* What the exercise asks:
Return, from the lines below, each one that includes the word "AppContext".

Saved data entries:
//! Application context for the Pastor CLI.
//!
//! Provides a unified context that combines CLI arguments with
//! lazily-loaded configuration.

use std::path::PathBuf;

use once_cell::unsync::OnceCell;
use pastor_core::{derive_key, Database, PastorError};
use zeroize::Zeroizing;

use crate::cli::Cli;
use crate::config::{load_config, PastorConfig};
use crate::errors::CliError;
use crate::helpers::{passphrase_from_env, prompt_new_passphrase, prompt_passphrase};

use super::resolver::{missing_database_message, resolve_config_path, resolve_database_path};

/// Application context that bundles CLI args with configuration.
///
/// This avoids repeatedly loading config and threading multiple parameters
/// through handler functions.
pub struct AppContext<'a> {
    cli: &'a Cli,
    inline_password: Option<Zeroizing<String>>,
    config: OnceCell<PastorConfig>,
}

impl<'a> AppContext<'a> {
    /// Create a new application context from CLI arguments.
    ///
    /// Pass the `--password` value taken out of `cli` with
    /// [`take_inline_password`].
    pub fn new(cli: &'a Cli, inline_password: Option<Zeroizing<String>>) -> Self {
        Self {
            cli,
            inline_password,
            config: OnceCell::new(),
        }
    }

    /// Check if quiet mode is enabled.
    pub fn quiet(&self) -> bool {
        self.cli.quiet
    }

    /// Get the configuration, loading it lazily if needed.
    pub fn config(&self) -> anyhow::Result<&PastorConfig> {
        self.config
            .get_or_try_init(|| load_config(&resolve_config_path()?))
    }

    /// Resolve the database file path.
    pub fn database_path(&self) -> anyhow::Result<PathBuf> {
        resolve_database_path(self.cli, self.config()?)
    }

    /// Passphrase for an existing database: `--password`, then
    /// `PASTOR_PASSPHRASE`, then a prompt.
    pub fn passphrase(&self) -> anyhow::Result<Zeroizing<String>> {
        if let Some(value) = self.inline_password.as_ref() {
            return Ok(value.clone());
        }
        if let Some(value) = passphrase_from_env() {
            return Ok(value);
        }
        prompt_passphrase("Enter passphrase")
    }

    /// Passphrase for a new database; a prompt asks twice.
    pub fn new_passphrase(&self) -> anyhow::Result<Zeroizing<String>> {
        if let Some(value) = self.inline_password.as_ref() {
            return Ok(value.clone());
        }
        if let Some(value) = passphrase_from_env() {
            return Ok(value);
        }
        prompt_new_passphrase()
    }

    /// Open and verify the database.
    ///
    /// Nothing is retried: a wrong passphrase ends the command.
    pub fn unlock(&self) -> anyhow::Result<Database> {
        let path = self.database_path()?;
        if !path.exists() {
            return Err(missing_database(&path));
        }

        let passphrase = self.passphrase()?;
        let key = derive_key(passphrase.as_bytes());
        match Database::unlock(&path, key) {
            Ok(database) => {
                tracing::debug!(path = %path.display(), records = database.len(), "database unlocked");
                Ok(database)
            }
            Err(PastorError::DatabaseMissing(path)) => Err(missing_database(&path)),
            Err(err) => Err(err.into()),
        }
    }
}

/// Move the `--password` value out of `cli` so it is wiped on drop.
pub fn take_inline_password(cli: &mut Cli) -> Option<Zeroizing<String>> {
    cli.password.take().map(Zeroizing::new)
}

fn missing_database(path: &std::path::Path) -> anyhow::Error {
    CliError::not_found(
        missing_database_message(path),
        "Use --database to point at an existing file.",
    )
    .into()
}

#[cfg(test)]
mod tests {
    use super::*;
    use clap::Parser;

    #[test]
    fn test_inline_password_leaves_cli() {
        let mut cli = Cli::try_parse_from(["pastor", "-p", "secret key", "list"]).unwrap();
        let inline = take_inline_password(&mut cli);

        assert!(cli.password.is_none());
        assert_eq!(inline.as_ref().map(|p| p.as_str()), Some("secret key"));

        let ctx = AppContext::new(&cli, inline);
        assert_eq!(ctx.passphrase().unwrap().as_str(), "secret key");
        assert_eq!(ctx.new_passphrase().unwrap().as_str(), "secret key");
    }

    #[test]
    fn test_no_inline_password() {
        let mut cli = Cli::try_parse_from(["pastor", "list"]).unwrap();
        assert!(take_inline_password(&mut cli).is_none());
    }
}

* Task solution:
pub struct AppContext<'a> {
impl<'a> AppContext<'a> {
        let ctx = AppContext::new(&cli, inline);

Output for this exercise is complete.